意地悪な笑みを浮かべるクララにむくれるビアンカ。


ビアンカってこんな顔するんだ。ちょっと意外。


「君がヴィンセント君だね。クララだ。よろしく」

「はじめまして」


握る手から自信が伝わってくる。


きっと凄腕の医者なんだろうな。


「あーあ。元気なビアンカなんて見ていてもつまらないなぁ」

「ど、どういうことですか?」


クララのメガネがキラリと光る。


「実はね。ビアンカはこう見えて結構無茶するタイプでさー、彼女がまだ新米の頃はしょっちゅう大怪我してその度に私が治療していたんだ。治療中にあげる彼女の嬌声ときたらこれがまた結構かわいくてね。特にふともも・・・」

「わー!! わー!!」


人が変わったように取り乱して俺とクララの間に割って入るビアンカ。


「そういうの言わなくていいからっ!」

「いいじゃないか。

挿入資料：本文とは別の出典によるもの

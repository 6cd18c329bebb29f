//! Firmware milestone scenarios
//!
//! A [`Scenario`] pairs a model of what the firmware writes to the virtual
//! GPIO register (and when) with the testbench steps that follow those
//! milestones. The built-in scenarios mirror the peripheral test scripts of
//! the multi-peripheral SoC: ADC, UART, SPI, I2C, SRAM, PWM and a
//! system-integration run.

pub mod builtin;
pub mod error;
pub mod firmware;
pub mod harness;
pub mod plan;
pub mod scenario;

pub use builtin::{builtin, builtins};
pub use error::{Result, ScenarioError};
pub use firmware::{BusOverride, FirmwareModel, FirmwareWrite};
pub use harness::{execute, run_scenario, ScenarioReport, StepOutcome, StepRecord};
pub use plan::{Step, ERROR_CODE};
pub use scenario::{BenchConfig, Scenario};
//! Bench run loop

use crate::clock::SimClock;
use crate::error::{SimError, SimResult};
use crate::signal::SimSignal;
use crate::value::LogicValue;
use indexmap::IndexMap;
use std::cell::RefCell;
use std::collections::BTreeMap;
use std::future::Future;
use std::rc::Rc;
use tokio::runtime::{Builder, Runtime};
use tokio::task::LocalSet;
use tracing::{debug, trace};
use vgpio_sync::SignalHandle;

/// Configuration for a bench run
#[derive(Debug, Clone)]
pub struct SimConfig {
    pub clock_name: String,
    pub clock_period_ns: u64,
    /// Rising edges after which an unfinished test is abandoned
    pub cycle_limit: u64,
}

impl Default for SimConfig {
    fn default() -> Self {
        SimConfig {
            clock_name: "clk".to_string(),
            clock_period_ns: 25,
            cycle_limit: 1_000_000,
        }
    }
}

type Stimulus = Vec<(Rc<SimSignal>, LogicValue)>;

/// Signals, clock and stimulus schedule of one test run
pub struct Simulation {
    config: SimConfig,
    clock: Rc<SimClock>,
    signals: RefCell<IndexMap<String, Rc<SimSignal>>>,
    schedule: RefCell<BTreeMap<u64, Stimulus>>,
}

impl Simulation {
    pub fn new(config: SimConfig) -> Self {
        let clock = Rc::new(SimClock::new(
            config.clock_name.clone(),
            config.clock_period_ns,
        ));
        Simulation {
            config,
            clock,
            signals: RefCell::new(IndexMap::new()),
            schedule: RefCell::new(BTreeMap::new()),
        }
    }

    pub fn config(&self) -> &SimConfig {
        &self.config
    }

    pub fn clock(&self) -> Rc<SimClock> {
        self.clock.clone()
    }

    /// Rising edges elapsed so far
    pub fn edges(&self) -> u64 {
        self.clock.edges()
    }

    pub fn add_signal(
        &self,
        name: impl Into<String>,
        initial: LogicValue,
    ) -> SimResult<Rc<SimSignal>> {
        let name = name.into();
        let mut signals = self.signals.borrow_mut();
        if signals.contains_key(&name) {
            return Err(SimError::DuplicateSignal(name));
        }
        let signal = Rc::new(SimSignal::new(name.clone(), initial));
        signals.insert(name, signal.clone());
        Ok(signal)
    }

    /// Look up a registered signal by name
    pub fn signal(&self, name: &str) -> SimResult<Rc<SimSignal>> {
        self.signals
            .borrow()
            .get(name)
            .cloned()
            .ok_or_else(|| SimError::UnknownSignal(name.to_string()))
    }

    /// Drive `value` onto `signal` at rising edge `edge`, before the edge is
    /// published. Edges that have already elapsed are driven immediately.
    pub fn schedule(&self, edge: u64, signal: &Rc<SimSignal>, value: LogicValue) {
        if edge <= self.edges() {
            signal.drive(value);
            return;
        }
        self.schedule
            .borrow_mut()
            .entry(edge)
            .or_default()
            .push((signal.clone(), value));
    }

    /// Run `test` against the clock until it finishes or the cycle limit
    /// elapses.
    ///
    /// Must be awaited on a paused current-thread runtime (see [`runtime`]) so
    /// that time only moves once every task is idle.
    pub async fn run<F: Future>(&self, test: F) -> SimResult<F::Output> {
        debug!(
            clock = self.clock.name(),
            limit = self.config.cycle_limit,
            "simulation started"
        );
        tokio::select! {
            biased;
            output = test => {
                debug!(edges = self.edges(), "simulation finished");
                Ok(output)
            }
            limit = self.drive() => Err(SimError::CycleLimit { limit }),
        }
    }

    async fn drive(&self) -> u64 {
        while self.clock.edges() < self.config.cycle_limit {
            tokio::time::sleep(self.clock.period()).await;
            let edge = self.clock.edges() + 1;
            self.apply_due(edge);
            self.clock.tick();
        }
        // Let the test observe the final edge before it is abandoned.
        tokio::task::yield_now().await;
        self.config.cycle_limit
    }

    fn apply_due(&self, edge: u64) {
        let due = self.schedule.borrow_mut().remove(&edge);
        for (signal, value) in due.into_iter().flatten() {
            if signal.drive(value) {
                trace!(edge, signal = signal.name(), "stimulus applied");
            }
        }
    }
}

/// Build the paused current-thread runtime benches run on
pub fn runtime() -> std::io::Result<Runtime> {
    Builder::new_current_thread()
        .enable_time()
        .start_paused(true)
        .build()
}

/// Run `future` inside a `LocalSet` on a fresh bench runtime
pub fn block_on<F: Future>(future: F) -> SimResult<F::Output> {
    let runtime = runtime()?;
    let local = LocalSet::new();
    Ok(local.block_on(&runtime, future))
}

#[cfg(test)]
mod tests {
    use super::*;
    use vgpio_sync::ClockEdges;

    #[test]
    fn test_duplicate_signal_rejected() {
        let sim = Simulation::new(SimConfig::default());
        sim.add_signal("la_data_in", LogicValue::zeros(128)).unwrap();
        assert!(matches!(
            sim.add_signal("la_data_in", LogicValue::zeros(128)),
            Err(SimError::DuplicateSignal(_))
        ));
        assert_eq!(sim.signal("la_data_in").unwrap().width(), 128);
        assert!(matches!(
            sim.signal("la_data_out"),
            Err(SimError::UnknownSignal(_))
        ));
    }

    #[test]
    fn test_stimulus_visible_on_its_edge() {
        let seen = block_on(async {
            let sim = Simulation::new(SimConfig::default());
            let bus = sim.add_signal("bus", LogicValue::zeros(8)).unwrap();
            sim.schedule(3, &bus, LogicValue::from_u64(8, 7));
            sim.run(async {
                let clock = sim.clock();
                let mut seen = Vec::new();
                for _ in 0..4 {
                    clock.rising_edge().await;
                    seen.push((clock.edges(), bus.value()));
                }
                seen
            })
            .await
        })
        .unwrap()
        .unwrap();

        assert_eq!(seen[1], (2, LogicValue::from_u64(8, 0)));
        assert_eq!(seen[2], (3, LogicValue::from_u64(8, 7)));
    }

    #[test]
    fn test_cycle_limit() {
        let result = block_on(async {
            let sim = Simulation::new(SimConfig {
                cycle_limit: 10,
                ..Default::default()
            });
            sim.run(std::future::pending::<()>()).await
        })
        .unwrap();
        assert!(matches!(result, Err(SimError::CycleLimit { limit: 10 })));
    }

    #[test]
    fn test_body_finishing_on_last_edge_completes() {
        let result = block_on(async {
            let sim = Simulation::new(SimConfig {
                cycle_limit: 10,
                ..Default::default()
            });
            sim.run(async {
                sim.clock().cycles(10).await;
                sim.edges()
            })
            .await
        })
        .unwrap();
        assert!(matches!(result, Ok(10)));
    }
}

本当のことだもん」

「手術に集中しなさいよ! こっちは痛くて苦しくて大変だったっていうのに!」

「あはは! 患者を見るとつい愛おしくなっちゃうのさ! 重傷なほど治し甲斐があるからね! ほら、愛が強いと虐めたくなるアレだよ」

「あなた、相当人格捻じ曲がっているわ」

「安心したまえ! 私もそう思ってるんだ!」

「本当、相変わらずなんだから・・・」


是非とも話の続きを聞きたい。


「ごめんなさい。彼女、人を治せることに異常な喜びを感じる変人なの。根っからの医者というか何というか」


治したくなるというのはまだいいとして、虐めたくなるというのはちょっとジャンルが違う気が・・・


「ビアンカ。こんな人にヘンリーを預けて大丈夫なのですかぁ? 心配しかないですぅ」

「大丈夫ですよハンナさん。悔しいけれど彼女は医者としての腕は天才的ですから。本当に悔しいけれど・・・」

「あはは! いいよ〜もっと褒めて! 私は褒められて伸びるタイプなんだ♪」

「いいから仕事してよ」

「ちぇっ。つれないのー。はいはい分かったよ」


顔を歪めるヘンリーをベッドに横たえるとクララの目の色が変わった。


「これは・・・」

「どうしたの?」

「毒霧の影響が出ているね」

「毒霧・・・?」


一変したクララの真剣な表情に、それまで和気藹々としていた空気が一気に不穏なものへと変わった。